When I see close imitations of my Trees in the Round without a mention of the source of inspiration, it doesn’t feel good, not unlike when a musician recognises her melody in other’s music. (Although it may be a coincidence, right? Ideas are not necessarily exclusive.) On the other hand, when it is used as experimentation by other photographers who are trying to ultimately achieve something different, I am flattered to have inspired them and influenced their creative processes. Certainly, I’m not working with something that is completely new and exclusive; the question is to make things your own way, finding the originality. My wish is that my photographic explorations inspire others to find their own voice, their own style.

You’ve previously defined ‘originality’ as ‘repetition with judgement’ but there will always be some who see repetition as their shortcut to success?

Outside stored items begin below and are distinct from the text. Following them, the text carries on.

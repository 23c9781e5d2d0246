use actix_web::HttpResponse;
use serde::{Deserialize, Serialize};

use crate::services::ServiceError;

pub mod categories;
pub mod images;
pub mod products;
pub mod tags;

/// Query parameter carrying the admin credential for mutating endpoints.
#[derive(Debug, Deserialize)]
pub struct AdminKeyQuery {
    pub key: Option<String>,
}

/// JSON error payload returned for every failed request.
#[derive(Debug, Serialize)]
struct ErrorBody {
    detail: String,
}

impl ErrorBody {
    fn new(detail: impl Into<String>) -> Self {
        Self {
            detail: detail.into(),
        }
    }
}

/// Maps a service failure to its HTTP response.
pub(crate) fn error_response(err: &ServiceError) -> HttpResponse {
    match err {
        ServiceError::Unauthorized => {
            HttpResponse::Unauthorized().json(ErrorBody::new("invalid or missing credential"))
        }
        ServiceError::NotFound => HttpResponse::NotFound().json(ErrorBody::new("not found")),
        ServiceError::DuplicateName(_) => {
            HttpResponse::Conflict().json(ErrorBody::new(err.to_string()))
        }
        ServiceError::MissingReference(_) | ServiceError::Form(_) => {
            HttpResponse::BadRequest().json(ErrorBody::new(err.to_string()))
        }
        ServiceError::UnsupportedMedia(_) => {
            HttpResponse::UnsupportedMediaType().json(ErrorBody::new(err.to_string()))
        }
        ServiceError::Storage(_) | ServiceError::Internal(_) => {
            log::error!("Request failed: {err}");
            HttpResponse::InternalServerError().json(ErrorBody::new("internal server error"))
        }
    }
}
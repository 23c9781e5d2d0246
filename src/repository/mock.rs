use mockall::mock;

use super::{
    CategoryReader, CategoryWriter, ProductReader, ProductWriter, TagReader, TagWriter,
};
use crate::domain::{
    category::{Category, NewCategory},
    product::{NewProduct, Product, ProductListQuery, UpdateProduct},
    tag::{NewTag, Tag},
};
use crate::repository::errors::RepositoryResult;

mock! {
    pub CategoryReader {}

    impl CategoryReader for CategoryReader {
        fn get_category_by_id(&self, id: i32) -> RepositoryResult<Option<Category>>;
        fn get_category_by_name(&self, name: &str) -> RepositoryResult<Option<Category>>;
        fn list_categories(&self) -> RepositoryResult<Vec<Category>>;
    }
}

mock! {
    pub CategoryWriter {}

    impl CategoryWriter for CategoryWriter {
        fn create_category(&self, new_category: &NewCategory) -> RepositoryResult<Category>;
        fn delete_category(&self, category_id: i32) -> RepositoryResult<()>;
    }
}

mock! {
    pub TagReader {}

    impl TagReader for TagReader {
        fn get_tag_by_id(&self, id: i32) -> RepositoryResult<Option<Tag>>;
        fn get_tag_by_name(&self, name: &str) -> RepositoryResult<Option<Tag>>;
        fn list_tags(&self) -> RepositoryResult<Vec<Tag>>;
        fn list_tags_by_ids(&self, ids: &[i32]) -> RepositoryResult<Vec<Tag>>;
    }
}

mock! {
    pub TagWriter {}

    impl TagWriter for TagWriter {
        fn create_tag(&self, new_tag: &NewTag) -> RepositoryResult<Tag>;
        fn delete_tag(&self, tag_id: i32) -> RepositoryResult<()>;
    }
}

mock! {
    pub ProductReader {}

    impl ProductReader for ProductReader {
        fn get_product_by_id(&self, id: i32) -> RepositoryResult<Option<Product>>;
        fn list_products(&self, query: ProductListQuery) -> RepositoryResult<Vec<Product>>;
    }
}

mock! {
    pub ProductWriter {}

    impl ProductWriter for ProductWriter {
        fn create_product(&self, new_product: &NewProduct) -> RepositoryResult<Product>;
        fn update_product(&self, product_id: i32, updates: &UpdateProduct) -> RepositoryResult<Product>;
        fn delete_product(&self, product_id: i32) -> RepositoryResult<()>;
    }
}
use diesel::prelude::*;

/// Insertable row of the product/tag join table. Rows are only ever created
/// and deleted wholesale alongside their product, so no queryable model or
/// changeset is needed.
#[derive(Debug, Insertable)]
#[diesel(table_name = crate::schema::product_tags)]
pub struct NewProductTag {
    pub product_id: i32,
    pub tag_id: i32,
}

Repetition does not necessarily mean to copy; it means imitation, inspiration. It is a concept rather than an actual action. Finding new significance to an existing thing is to find something original. Nothing comes from nothing. It was Voltaire who said: “Originality is nothing but judicious imitation. The most original writers borrowed one from another.” We are all part of the very old tradition of creating images: drawings, paintings, sculptures, photographs…and that surely has a profound influence on us. Through repetition and imitation, as concepts, we may find our unique voice, ergo be originals. Something especially difficult in photography, I think.

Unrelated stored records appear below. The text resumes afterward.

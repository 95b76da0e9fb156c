//! Shared UI state: sort, filter and remembered choices.
//!
//! Consumers read through accessors and learn about changes from
//! [`AppState::subscribe`]. Query-affecting changes are published as the new
//! [`QueryIdentity`] so the session can switch collections.

use std::time::{SystemTime, UNIX_EPOCH};

use parking_lot::{Mutex, RwLock};
use tracing::debug;

use crate::config::Preferences;
use crate::models::{Category, OrderKey, QueryIdentity, SortDirection};

#[derive(Debug, Clone, Copy, PartialEq, Eq)]
pub struct UiState {
    pub order: OrderKey,
    pub direction: SortDirection,
    pub category: Category,
    /// Fixed for the session; sent only with random order.
    pub seed: u64,
    pub skip_delete_confirmation: bool,
    pub dark_mode: bool,
}

#[derive(Debug, Clone, Copy, PartialEq, Eq)]
pub enum StateChange {
    Query(QueryIdentity),
    SkipDeleteConfirmation(bool),
    DarkMode(bool),
}

pub struct AppState {
    inner: RwLock<UiState>,
    subscribers: Mutex<Vec<flume::Sender<StateChange>>>,
}

impl Default for AppState {
    fn default() -> Self {
        Self::new()
    }
}

impl AppState {
    /// Seeds random order from the wall clock, in whole seconds.
    pub fn new() -> Self {
        let seed = SystemTime::now()
            .duration_since(UNIX_EPOCH)
            .map(|d| d.as_secs())
            .unwrap_or_default();
        Self::with_seed(seed)
    }

    pub fn with_seed(seed: u64) -> Self {
        Self {
            inner: RwLock::new(UiState {
                order: OrderKey::default(),
                direction: SortDirection::default(),
                category: Category::default(),
                seed,
                skip_delete_confirmation: false,
                dark_mode: false,
            }),
            subscribers: Mutex::new(Vec::new()),
        }
    }

    pub fn snapshot(&self) -> UiState {
        *self.inner.read()
    }

    pub fn subscribe(&self) -> flume::Receiver<StateChange> {
        let (tx, rx) = flume::unbounded();
        self.subscribers.lock().push(tx);
        rx
    }

    pub fn query_identity(&self) -> QueryIdentity {
        identity_of(&self.inner.read())
    }

    /// Direction is fixed while ordering randomly.
    pub fn direction_enabled(&self) -> bool {
        self.inner.read().order != OrderKey::Random
    }

    pub fn skip_delete_confirmation(&self) -> bool {
        self.inner.read().skip_delete_confirmation
    }

    pub fn dark_mode(&self) -> bool {
        self.inner.read().dark_mode
    }

    pub fn set_order(&self, order: OrderKey) -> bool {
        self.update_query(|s| {
            s.order = order;
            if order == OrderKey::Random {
                s.direction = SortDirection::Desc;
            }
        })
    }

    /// Ignored while ordering randomly.
    pub fn set_direction(&self, direction: SortDirection) -> bool {
        if !self.direction_enabled() {
            debug!("Direction is fixed for random order");
            return false;
        }
        self.update_query(|s| s.direction = direction)
    }

    pub fn toggle_direction(&self) -> bool {
        let current = self.inner.read().direction;
        self.set_direction(current.flipped())
    }

    pub fn set_category(&self, category: Category) -> bool {
        self.update_query(|s| s.category = category)
    }

    pub fn set_skip_delete_confirmation(&self, skip: bool) -> bool {
        {
            let mut state = self.inner.write();
            if state.skip_delete_confirmation == skip {
                return false;
            }
            state.skip_delete_confirmation = skip;
        }
        self.publish(StateChange::SkipDeleteConfirmation(skip));
        true
    }

    pub fn set_dark_mode(&self, dark: bool) -> bool {
        {
            let mut state = self.inner.write();
            if state.dark_mode == dark {
                return false;
            }
            state.dark_mode = dark;
        }
        self.publish(StateChange::DarkMode(dark));
        true
    }

    pub fn apply_preferences(&self, prefs: Preferences) {
        self.set_skip_delete_confirmation(prefs.skip_delete_confirmation);
        self.set_dark_mode(prefs.dark_mode);
    }

    pub fn preferences(&self) -> Preferences {
        let state = self.inner.read();
        Preferences {
            skip_delete_confirmation: state.skip_delete_confirmation,
            dark_mode: state.dark_mode,
        }
    }

    fn update_query<F>(&self, f: F) -> bool
    where
        F: FnOnce(&mut UiState),
    {
        let (before, after) = {
            let mut state = self.inner.write();
            let before = identity_of(&state);
            f(&mut state);
            (before, identity_of(&state))
        };
        if before == after {
            return false;
        }
        debug!(query = %after, "Query changed");
        self.publish(StateChange::Query(after));
        true
    }

    fn publish(&self, change: StateChange) {
        self.subscribers
            .lock()
            .retain(|tx| tx.send(change).is_ok());
    }
}

fn identity_of(state: &UiState) -> QueryIdentity {
    QueryIdentity {
        order: state.order,
        direction: state.direction,
        category: state.category,
        seed: (state.order == OrderKey::Random).then_some(state.seed),
    }
}

#[cfg(test)]
mod tests {
    use super::*;

    #[test]
    fn test_default_identity() {
        let state = AppState::with_seed(42);
        let query = state.query_identity();
        assert_eq!(query.order, OrderKey::CreatedAt);
        assert_eq!(query.direction, SortDirection::Desc);
        assert_eq!(query.category, Category::All);
        assert_eq!(query.seed, None);
    }

    #[test]
    fn test_random_forces_desc_and_locks_direction() {
        let state = AppState::with_seed(42);
        state.set_direction(SortDirection::Asc);
        state.set_order(OrderKey::Random);

        let query = state.query_identity();
        assert_eq!(query.direction, SortDirection::Desc);
        assert_eq!(query.seed, Some(42));
        assert!(!state.direction_enabled());
        assert!(!state.toggle_direction());

        state.set_order(OrderKey::CreatedAt);
        assert!(state.toggle_direction());
        assert_eq!(state.query_identity().direction, SortDirection::Asc);
    }

    #[test]
    fn test_seed_is_reused() {
        let state = AppState::with_seed(7);
        state.set_order(OrderKey::Random);
        let first = state.query_identity();
        state.set_order(OrderKey::CreatedAt);
        state.set_order(OrderKey::Random);
        assert_eq!(state.query_identity(), first);
    }

    #[test]
    fn test_subscribers_see_changes() {
        let state = AppState::with_seed(1);
        let rx = state.subscribe();
        assert!(state.set_category(Category::Video));
        assert!(!state.set_category(Category::Video));
        state.set_skip_delete_confirmation(true);

        let changes: Vec<_> = rx.try_iter().collect();
        assert_eq!(changes.len(), 2);
        assert!(matches!(changes[0], StateChange::Query(q) if q.category == Category::Video));
        assert_eq!(changes[1], StateChange::SkipDeleteConfirmation(true));
    }

    #[test]
    fn test_dropped_subscriber_is_pruned() {
        let state = AppState::with_seed(1);
        drop(state.subscribe());
        state.set_dark_mode(true);
        assert!(state.subscribers.lock().is_empty());
        assert!(state.preferences().dark_mode);
    }
}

How important is it to differentiate between photography as a technique and as a medium? It’s all too easy to stumble at the first and not appreciate or explore the possibilities of the latter.

Photography is one of the broadest mediums we know. It has immense potential to reveal information, to show us and to help us understand the world. Photography is technology, science, art, memory…and with computer-mediated technologies, like the ubiquitous smartphones, it is a universal language, a substitute for words. It’s a gigantic playground and we, the players, can arrange the game with our own rules, either for the pleasure of technical fascination, for the search of beauty, or for the unavoidable urge to tell a story. We cannot embrace the whole universe of photography, so our unique chance is to focus on the functions of the medium that speaks to us. I think it’s important to know about the medium and its history, as a way to find your place in it.

Digital has freed us up to explore, to play even, perhaps in the same way that photography allowed painters to move away from photo-realism?

Good point. I’m positive that the impact of the digital revolution in photography has exponentially expanded its language, in the same way, that, on another level, it is now reclaiming old analogical, almost obsolete, techniques.

I’m positive that the impact of the digital revolution in photography has exponentially expanded its language, in the same way, that, on another level, it is now reclaiming old analogical, almost obsolete, techniques.
Since the invention of photography, the arrival of digital cameras, scanners and editing software is the biggest change ever experienced by the medium. It’s a paradigm shift. Photography retains its soul but has become something new. The term Post-Photography is already out there. Nowadays people can produce photographs at no cost and it is relatively easy to make technically good ones that not long ago required specialised equipment and expertise.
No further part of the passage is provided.